Because I want to add a new backend in TVM, but there is no LLVM support for our backend. So I plan to compile the model to c code(it only supports c).
Then you could consider the BYOC flow. You could refer to a recent effort that integrates NVIDIA CUTLASS with BYOC flow and the C codegen:
Ok, thank you for your reply.
That means this PR will generate the C code for CUTLASS?
The C code generation is also used in microTVM. Our demo applications for the microNPU is a good example for this, it uses the host toolchain to compile the C output from TVM and that makes it easier to align the compilation flags as well as some features (such as the Ahead-of-Time Executor) only existing for the C output right now.
Also, if you want to add a new backend to TVM, I’d suggest looking at Target Hooks which can use more of the existing TVM code generation infrastructure - there’s an example Target you can use for reference.
hello, in fact, I’m a lot confused by the terminology “C code generation”. I wonder whether I can understand that you can generate the C code compiled by GCC. Looking forward to your reply.
In the example application I linked, TVM generates C code as the final output format, this includes C sources generated via the BYOC integration for the microNPU. The C code from TVM is extracted from a generated archive (in Model Library Format) and added to the sources list of the application, so you have something similar to (codegen is the output from TVM):
gcc -o demo_app \
src/demo.c \
codegen/host/src/default_lib0.c \
codegen/host/src/default_lib1.c
Which allows you to specify your own GCC flags easily and integrate it as part of an existing C application.
What @comaniac is suggesting is to instead use BYOC to generate C code, and use TVM to generate a binary from it (which invokes GCC behind the scenes if I remember correctly). A good example of this can be seen in the external code generation tests, which uses the export_library method to convert the model into a binary shared object. This lets you use more of the Python interface to TVM and is better suited to richer environments.
Ummm, it seems too opaque for me. I have to admit that I am not only a beginner to TVM, and a beginner to programming. I will think your reply for a long time. Thank you for your clarification @Mousius
Sorry for my ignorance, I gradually get to know a little about BYOC flow. So I want to confirm something. First: If I use the BYOC flow, will the TVM’s graph optimization passes apply to the relay function? Second: BYOC won’t generate the TIR, it transform the relay to C code? Looking forward to your reply sincerely!
Q1: Yes. This is one important purpose of introducing BYOC. All existing graph optimizations can be directly leveraged for custom codegens.

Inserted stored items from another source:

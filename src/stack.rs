//! Bounded LIFO stacks of cells.
//!
//! The machine owns three: data, return and control. Capacity is fixed at
//! construction; overflow and underflow raise the throw code matching the
//! stack's kind. `pick` and `roll` follow the classic semantics: index 0 is
//! the current top.

use crate::cell::Cell;
use crate::exception::Exception;

#[derive(Copy, Clone, Debug, PartialEq, Eq)]
pub enum StackKind {
    Data,
    Return,
    Control,
}

impl StackKind {
    fn overflow(self) -> Exception {
        match self {
            StackKind::Data => Exception::DataStackOverflow,
            StackKind::Return => Exception::ReturnStackOverflow,
            StackKind::Control => Exception::ControlStackOverflow,
        }
    }

    fn underflow(self) -> Exception {
        match self {
            StackKind::Data => Exception::DataStackUnderflow,
            StackKind::Return => Exception::ReturnStackUnderflow,
            StackKind::Control => Exception::ControlStackUnderflow,
        }
    }
}

#[derive(Debug)]
pub struct Stack {
    kind: StackKind,
    cells: Vec<Cell>,
    capacity: usize,
}

impl Stack {
    pub fn new(kind: StackKind, capacity: usize) -> Stack {
        assert!(capacity > 0);
        Stack {
            kind,
            cells: Vec::with_capacity(capacity),
            capacity,
        }
    }

    pub fn kind(&self) -> StackKind {
        self.kind
    }

    pub fn depth(&self) -> usize {
        self.cells.len()
    }

    pub fn capacity(&self) -> usize {
        self.capacity
    }

    pub fn is_empty(&self) -> bool {
        self.cells.is_empty()
    }

    /// Reset to empty without releasing storage.
    pub fn clear(&mut self) {
        self.cells.clear();
    }

    /// Drop elements until only `depth` remain. Used by CATCH to roll back
    /// to the depths its frame recorded.
    pub fn truncate(&mut self, depth: usize) {
        self.cells.truncate(depth);
    }

    pub fn push(&mut self, val: Cell) -> Result<(), Exception> {
        if self.cells.len() >= self.capacity {
            return Err(self.kind.overflow());
        }
        self.cells.push(val);
        Ok(())
    }

    pub fn pop(&mut self) -> Result<Cell, Exception> {
        self.cells.pop().ok_or_else(|| self.kind.underflow())
    }

    pub fn peek(&self) -> Result<Cell, Exception> {
        self.cells.last().copied().ok_or_else(|| self.kind.underflow())
    }

    pub fn peek_mut(&mut self) -> Result<&mut Cell, Exception> {
        let underflow = self.kind.underflow();
        self.cells.last_mut().ok_or(underflow)
    }

    /// Duplicate the n-th item from the top onto the top; `pick(0)` is DUP.
    pub fn pick(&mut self, n: usize) -> Result<(), Exception> {
        if n >= self.cells.len() {
            return Err(self.kind.underflow());
        }
        let val = self.cells[self.cells.len() - 1 - n];
        self.push(val)
    }

    /// Remove the n-th item from the top and re-push it as the new top,
    /// shifting the intervening items down; `roll(0)` is a no-op.
    pub fn roll(&mut self, n: usize) -> Result<(), Exception> {
        if n >= self.cells.len() {
            return Err(self.kind.underflow());
        }
        let ix = self.cells.len() - 1 - n;
        let val = self.cells.remove(ix);
        self.cells.push(val);
        Ok(())
    }

    /// Bottom-to-top view, for `.S` and ASSERT.
    pub fn as_slice(&self) -> &[Cell] {
        &self.cells
    }

    pub fn iter(&self) -> std::slice::Iter<'_, Cell> {
        self.cells.iter()
    }
}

Q2: It’s up to you. In general most BYOC developers wish to generate compilable code directly from the graph level IR, because it is easier for them to integrate their tool chains. On the other hand, if your codegen accepts TIR, you could still lower the partitioned Relay function to TIR and feed to your codegen.
@haruhi both the approach suggested by @comaniac and the one by @Mousius might be appropriate for you depending on the situation.

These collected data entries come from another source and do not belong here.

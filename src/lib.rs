//! An indirect-threaded Forth interpreter.
//!
//! The machine keeps all Forth-visible memory in a single growable arena
//! ([`arena`]); addresses handed to Forth code are byte offsets into it, so
//! the arena can relocate when it grows without breaking anything. The
//! dictionary ([`dict`]) is a linked chain of entries threaded through that
//! arena, the execution engine and both interpreters live in [`vm`], and the
//! primitive words in [`prims`].
//!
//! Embedding the interpreter takes a [`MachineConfig`] and two I/O handles:
//!
//! ```no_run
//! use std::io;
//! use forthright::{Machine, MachineConfig};
//!
//! let stdin = io::stdin();
//! let mut machine = Machine::new(
//!     MachineConfig::default(),
//!     Box::new(stdin.lock()),
//!     Box::new(io::stdout()),
//! );
//! let status = machine.run();
//! ```

pub mod arena;
pub mod cell;
pub mod dict;
pub mod exception;
pub mod prims;
pub mod stack;
pub mod vm;

pub use cell::{Cell, CELL};
pub use exception::{Exception, Unwind};
pub use vm::{Machine, MachineConfig};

if you want to offload the entire model and you want to use your own C compiler, the c backend will indeed do what you want. We built a specialized export function for microTVM which provides more verbose compiler output (tvm.micro.export_model_library_format), but right now it only works for the case where you’re running the model on a single CPU. As @comaniac said, this often doesn’t produce the best performance.

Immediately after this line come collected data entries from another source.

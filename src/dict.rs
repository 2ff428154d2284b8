//! The dictionary: named word entries threaded through the arena.
//!
//! Memory layout of an entry, all offsets in bytes from the entry start:
//!
//! | link: cell | flags|len: byte | name: 31 bytes | sentinel: cell | code: cell | param... |
//!
//! The link is the arena offset of the previous entry; zero terminates the
//! chain at the ROOT sentinel entry, which owns no name and is never found.
//! The flags byte packs IMMEDIATE, COMPILE-ONLY and HIDDEN bits with a 5-bit
//! name length, and sits immediately before the name bytes so the pair reads
//! as a counted string (`DE>NAME C@ F_LENMASK AND` is the name length). The
//! guard cell before the code field lets the execution engine reject tokens
//! that do not point at a real code field.
//! The code cell holds a behavior tag (see [`CodeField`]), and the execution
//! token of a word is the address of its code cell.

use crate::arena::Arena;
use crate::cell::{Cell, CELL};
use crate::exception::Exception;

pub const MAX_WORD_LEN: usize = 31;

/// Guard value stored immediately before every code field.
pub const SENTINEL: usize = 0xCAFE_BABE;

pub const F_IMMED: u8 = 0x80;
pub const F_COMPONLY: u8 = 0x40;
pub const F_HIDDEN: u8 = 0x20;
pub const F_LENMASK: u8 = 0x1F;

const LINK_OFFSET: usize = 0;
const FLAGS_OFFSET: usize = CELL;
const NAME_OFFSET: usize = FLAGS_OFFSET + 1;
// Flags byte plus name region span 32 bytes, keeping the sentinel aligned.
const SENTINEL_OFFSET: usize = NAME_OFFSET + MAX_WORD_LEN;
const CODE_OFFSET: usize = SENTINEL_OFFSET + CELL;
const PARAM_OFFSET: usize = CODE_OFFSET + CELL;
/// Fixed header size, up to and including the code field.
pub const HEADER_BYTES: usize = PARAM_OFFSET;

/// Offset arithmetic between an entry and its code/parameter fields. These
/// must stay consistent with the header layout above.
pub fn entry_to_cfa(entry: usize) -> usize {
    entry + CODE_OFFSET
}

pub fn entry_to_pfa(entry: usize) -> usize {
    entry + PARAM_OFFSET
}

/// Address of an entry's counted name string: the flags|len byte followed
/// by the name bytes.
pub fn entry_to_name(entry: usize) -> usize {
    entry + FLAGS_OFFSET
}

pub fn cfa_to_entry(cfa: usize) -> usize {
    cfa.wrapping_sub(CODE_OFFSET)
}

pub fn cfa_to_pfa(cfa: usize) -> usize {
    cfa + CELL
}

pub fn pfa_to_entry(pfa: usize) -> usize {
    pfa.wrapping_sub(PARAM_OFFSET)
}

pub fn pfa_to_cfa(pfa: usize) -> usize {
    pfa.wrapping_sub(CELL)
}

/// The behavior stored in a code field: which interpreter routine runs when
/// the word executes. Encoded as a plain cell so Forth code can read and
/// patch code fields (`:` overwrites a CREATEd word's tag with the colon
/// runner via the DOCOL constant).
#[derive(Copy, Clone, Debug, PartialEq, Eq)]
pub enum CodeField {
    Colon,
    Constant,
    Variable,
    Value,
    Primitive(usize),
}

pub const CODE_DOCOL: isize = 1;
pub const CODE_DOCON: isize = 2;
pub const CODE_DOVAR: isize = 3;
pub const CODE_DOVAL: isize = 4;
const CODE_PRIM_BASE: isize = 0x100;

impl CodeField {
    pub fn encode(self) -> Cell {
        Cell::from_int(match self {
            CodeField::Colon => CODE_DOCOL,
            CodeField::Constant => CODE_DOCON,
            CodeField::Variable => CODE_DOVAR,
            CodeField::Value => CODE_DOVAL,
            CodeField::Primitive(ix) => CODE_PRIM_BASE + ix as isize,
        })
    }

    /// Decode a code cell; `prim_count` bounds the primitive table.
    pub fn decode(cell: Cell, prim_count: usize) -> Option<CodeField> {
        match cell.to_int() {
            CODE_DOCOL => Some(CodeField::Colon),
            CODE_DOCON => Some(CodeField::Constant),
            CODE_DOVAR => Some(CodeField::Variable),
            CODE_DOVAL => Some(CodeField::Value),
            v if v >= CODE_PRIM_BASE && ((v - CODE_PRIM_BASE) as usize) < prim_count => {
                Some(CodeField::Primitive((v - CODE_PRIM_BASE) as usize))
            }
            _ => None,
        }
    }
}

/// The arena plus the dictionary threaded through it.
#[derive(Debug)]
pub struct DataSpace {
    arena: Arena,
    /// Entry address of the most recent definition (the LATEST word).
    latest: usize,
}

impl DataSpace {
    pub fn new(ncells: usize) -> DataSpace {
        let mut space = DataSpace {
            arena: Arena::new(ncells),
            latest: 0,
        };
        // The ROOT sentinel: zero link, zero-length name, zero guard so it
        // can never be executed. It exists purely to terminate the chain.
        let root = space
            .arena
            .alloc(HEADER_BYTES)
            .expect("arena too small for the ROOT entry");
        space.latest = root;
        space
    }

    pub fn arena(&self) -> &Arena {
        &self.arena
    }

    pub fn arena_mut(&mut self) -> &mut Arena {
        &mut self.arena
    }

    pub fn here(&self) -> usize {
        self.arena.here()
    }

    pub fn latest(&self) -> usize {
        self.latest
    }

    /// Allocate a new dictionary entry. The name must be 1..=31 bytes; the
    /// header is cell-aligned and `here` ends up at the parameter field.
    pub fn create(&mut self, name: &[u8], flags: u8, code: CodeField) -> Result<usize, Exception> {
        assert_eq!(flags & F_LENMASK, 0);
        if name.is_empty() {
            return Err(Exception::EmptyName);
        }
        if name.len() > MAX_WORD_LEN {
            return Err(Exception::NameTooLong);
        }
        if !self.arena.align() {
            return Err(Exception::DictionaryOverflow);
        }
        let entry = self.arena.alloc(HEADER_BYTES)?;
        let link = self.latest;
        self.arena.store_cell(entry + LINK_OFFSET, Cell::from_addr(link))?;
        let packed = flags | name.len() as u8;
        self.arena.store_u8(entry + FLAGS_OFFSET, packed)?;
        let name_buf = self.arena.slice_mut(entry + NAME_OFFSET, MAX_WORD_LEN)?;
        name_buf.fill(0);
        name_buf[..name.len()].copy_from_slice(name);
        self.arena
            .store_cell(entry + SENTINEL_OFFSET, Cell::from_uint(SENTINEL))?;
        self.arena.store_cell(entry + CODE_OFFSET, code.encode())?;
        self.latest = entry;
        Ok(entry)
    }

    /// Overwrite an entry's behavior tag (used by `:` to patch a CREATEd
    /// word into a colon definition).
    pub fn set_code(&mut self, entry: usize, code: Cell) -> Result<(), Exception> {
        self.check_entry(entry)?;
        self.arena.store_cell(entry + CODE_OFFSET, code)
    }

    pub fn code(&self, entry: usize) -> Result<Cell, Exception> {
        self.arena.fetch_cell(entry + CODE_OFFSET)
    }

    pub fn link(&self, entry: usize) -> Result<usize, Exception> {
        Ok(self.arena.fetch_cell(entry + LINK_OFFSET)?.to_addr())
    }

    pub fn flags(&self, entry: usize) -> Result<u8, Exception> {
        self.arena.fetch_u8(entry + FLAGS_OFFSET)
    }

    pub fn name_len(&self, entry: usize) -> Result<usize, Exception> {
        Ok((self.flags(entry)? & F_LENMASK) as usize)
    }

    pub fn name(&self, entry: usize) -> Result<&[u8], Exception> {
        let len = self.name_len(entry)?;
        self.arena.slice(entry + NAME_OFFSET, len)
    }

    /// The name rendered for diagnostics; dictionary names are raw bytes.
    pub fn name_lossy(&self, entry: usize) -> String {
        self.name(entry)
            .map(|n| String::from_utf8_lossy(n).into_owned())
            .unwrap_or_default()
    }

    pub fn is_immediate(&self, entry: usize) -> Result<bool, Exception> {
        Ok(self.flags(entry)? & F_IMMED != 0)
    }

    pub fn is_comp_only(&self, entry: usize) -> Result<bool, Exception> {
        Ok(self.flags(entry)? & F_COMPONLY != 0)
    }

    pub fn is_hidden(&self, entry: usize) -> Result<bool, Exception> {
        Ok(self.flags(entry)? & F_HIDDEN != 0)
    }

    /// XOR one flag bit on an entry (IMMEDIATE, COMPILE-ONLY, HIDDEN).
    pub fn toggle_flag(&mut self, entry: usize, flag: u8) -> Result<(), Exception> {
        assert_eq!(flag & F_LENMASK, 0);
        self.check_entry(entry)?;
        let flags = self.flags(entry)?;
        self.arena.store_u8(entry + FLAGS_OFFSET, flags ^ flag)
    }

    /// Validate that `entry` really is a dictionary entry by checking its
    /// guard cell. The ROOT entry carries a zero guard and so fails too.
    pub fn check_entry(&self, entry: usize) -> Result<(), Exception> {
        let guard = self.arena.fetch_cell(entry + SENTINEL_OFFSET)?;
        if guard.to_uint() != SENTINEL {
            return Err(Exception::InvalidAddress);
        }
        Ok(())
    }

    /// Newest-first lookup. The packed comparison folds the HIDDEN bit into
    /// the length byte, so hidden entries never match any 1..=31 byte name.
    pub fn find(&self, name: &[u8]) -> Result<Option<usize>, Exception> {
        let mut addr = self.latest;
        while addr != 0 {
            let flags = self.flags(addr)?;
            if (flags & (F_HIDDEN | F_LENMASK)) as usize == name.len()
                && self.arena.slice(addr + NAME_OFFSET, name.len())? == name
            {
                return Ok(Some(addr));
            }
            addr = self.link(addr)?;
        }
        Ok(None)
    }

    /// Release bytes from the top of the arena, unlinking any dictionary
    /// entries whose headers no longer fit below the new `here`.
    pub fn dealloc(&mut self, bytes: usize) -> bool {
        let Some(new_here) = self.here().checked_sub(bytes) else {
            return false;
        };
        let mut new_head = 0;
        let mut addr = self.latest;
        while addr != 0 {
            if addr + HEADER_BYTES <= new_here {
                new_head = addr;
                break;
            }
            match self.link(addr) {
                Ok(prev) => addr = prev,
                Err(_) => return false,
            }
        }
        if self.arena.dealloc(bytes) {
            self.latest = new_head;
            true
        } else {
            false
        }
    }
}

#[cfg(test)]
mod tests {
    use super::*;

    #[test]
    fn test_create_and_find() {
        let mut space = DataSpace::new(256);
        assert_eq!(space.find(b"DUP").unwrap(), None);
        let dup = space.create(b"DUP", 0, CodeField::Variable).unwrap();
        assert_eq!(space.find(b"DUP").unwrap(), Some(dup));
        assert_eq!(space.name(dup).unwrap(), b"DUP");
        assert_eq!(space.latest(), dup);

        let swap = space.create(b"SWAP", 0, CodeField::Variable).unwrap();
        assert_eq!(space.find(b"DUP").unwrap(), Some(dup));
        assert_eq!(space.find(b"SWAP").unwrap(), Some(swap));
        assert_eq!(space.link(swap).unwrap(), dup);
    }

    #[test]
    fn test_name_reads_as_counted_string() {
        let mut space = DataSpace::new(256);
        let entry = space.create(b"DUP", F_IMMED, CodeField::Variable).unwrap();
        let caddr = entry_to_name(entry);
        // The byte at the name address packs flags and length; the name
        // bytes follow directly.
        let packed = space.arena().fetch_u8(caddr).unwrap();
        assert_eq!(packed & F_LENMASK, 3);
        assert_ne!(packed & F_IMMED, 0);
        assert_eq!(space.arena().slice(caddr + 1, 3).unwrap(), b"DUP");
    }

    #[test]
    fn test_redefinition_shadows_but_keeps_old_entry() {
        let mut space = DataSpace::new(256);
        let old = space.create(b"DUP", 0, CodeField::Variable).unwrap();
        let new = space.create(b"DUP", 0, CodeField::Variable).unwrap();
        assert_ne!(old, new);
        assert_eq!(space.find(b"DUP").unwrap(), Some(new));
        // The old entry is still intact and reachable through the chain.
        assert_eq!(space.link(new).unwrap(), old);
        assert_eq!(space.name(old).unwrap(), b"DUP");
    }

    #[test]
    fn test_hidden_entries_are_invisible() {
        let mut space = DataSpace::new(256);
        let entry = space.create(b"SECRET", 0, CodeField::Variable).unwrap();
        space.toggle_flag(entry, F_HIDDEN).unwrap();
        assert_eq!(space.find(b"SECRET").unwrap(), None);
        // The entry itself still exists; unhiding restores lookup.
        assert!(space.is_hidden(entry).unwrap());
        space.toggle_flag(entry, F_HIDDEN).unwrap();
        assert_eq!(space.find(b"SECRET").unwrap(), Some(entry));
    }

    #[test]
    fn test_name_length_limits() {
        let mut space = DataSpace::new(256);
        assert_eq!(
            space.create(b"", 0, CodeField::Variable),
            Err(Exception::EmptyName)
        );
        let long = [b'X'; 32];
        assert_eq!(
            space.create(&long, 0, CodeField::Variable),
            Err(Exception::NameTooLong)
        );
        let just_fits = [b'X'; 31];
        space.create(&just_fits, 0, CodeField::Variable).unwrap();
        assert!(space.find(&just_fits).unwrap().is_some());
    }

    #[test]
    fn test_sentinel_guards_entries() {
        let mut space = DataSpace::new(256);
        let entry = space.create(b"OK", 0, CodeField::Variable).unwrap();
        assert!(space.check_entry(entry).is_ok());
        // The parameter field is not an entry.
        assert!(space.check_entry(entry_to_pfa(entry)).is_err());
    }

    #[test]
    fn test_code_field_roundtrip() {
        for code in [
            CodeField::Colon,
            CodeField::Constant,
            CodeField::Variable,
            CodeField::Value,
            CodeField::Primitive(0),
            CodeField::Primitive(90),
        ] {
            assert_eq!(CodeField::decode(code.encode(), 91), Some(code));
        }
        assert_eq!(CodeField::decode(Cell::from_int(0), 91), None);
        assert_eq!(CodeField::decode(CodeField::Primitive(91).encode(), 91), None);
    }

    #[test]
    fn test_cfa_pfa_translation() {
        let mut space = DataSpace::new(256);
        let entry = space.create(b"W", 0, CodeField::Variable).unwrap();
        let cfa = entry_to_cfa(entry);
        let pfa = entry_to_pfa(entry);
        assert_eq!(cfa_to_entry(cfa), entry);
        assert_eq!(cfa_to_pfa(cfa), pfa);
        assert_eq!(pfa_to_entry(pfa), entry);
        assert_eq!(pfa_to_cfa(pfa), cfa);
        // here sits at the parameter field after create.
        assert_eq!(space.here(), pfa);
    }

    #[test]
    fn test_dealloc_rolls_back_dictionary_head() {
        let mut space = DataSpace::new(256);
        let first = space.create(b"FIRST", 0, CodeField::Variable).unwrap();
        let second = space.create(b"SECOND", 0, CodeField::Variable).unwrap();
        let bytes = space.here() - second;
        assert!(space.dealloc(bytes));
        assert_eq!(space.latest(), first);
        assert_eq!(space.find(b"SECOND").unwrap(), None);
        assert_eq!(space.find(b"FIRST").unwrap(), Some(first));
    }
}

if instead you just want to offload a section of the model to an accelerator (or the whole model to some accelerator, but use libtvm_runtime.so to control it from a CPU), then the approach suggested by @comaniac is probably the way to go.
Thanks for your answer, that makes a lot of sense. After reading the BYOC’s blog, I suddenly have a question(I guess it’s the last), the BYOC can apply to specific operator. If I convert the front model to a relay function which contains more than one operators or functions, the BYOC can take effect?
Please forgive for my ignorance. What is the relationship between libtvm_runtime.so and BYOC?
sorry I should clarify. libtvm_runtime.so means the TVM C++ runtime library. Compiled TVM models need to be ran using a TVM runtime (there are two–the TVM C++ runtime or the TVM C runtime). The TVM runtime handles details such as calling the compiled operator functions in graph order and memory allocation. The TVM runtime can either be placed on the same device as the operators, or it can be placed on a separate device and it can drive operator execution on other devices using the Device API. Further, if the device is POSIX-ish and supports dynamic memory, you should choose the C++ runtime; if not, you can try the C runtime (but it does not yet support executing models on other devices).
If you want to place everything on a single device, you might consider using the c backend, and then just compile the TVM C or C++ runtime and the model using your custom compiler. See apps/bundle_deploy for an example using the GraphExecutor. If the TVM runtime needs to live on a separate device from the one driven by your compiler, then consider the BYOC flow Cody is describing above.
Thank you for your reply very much.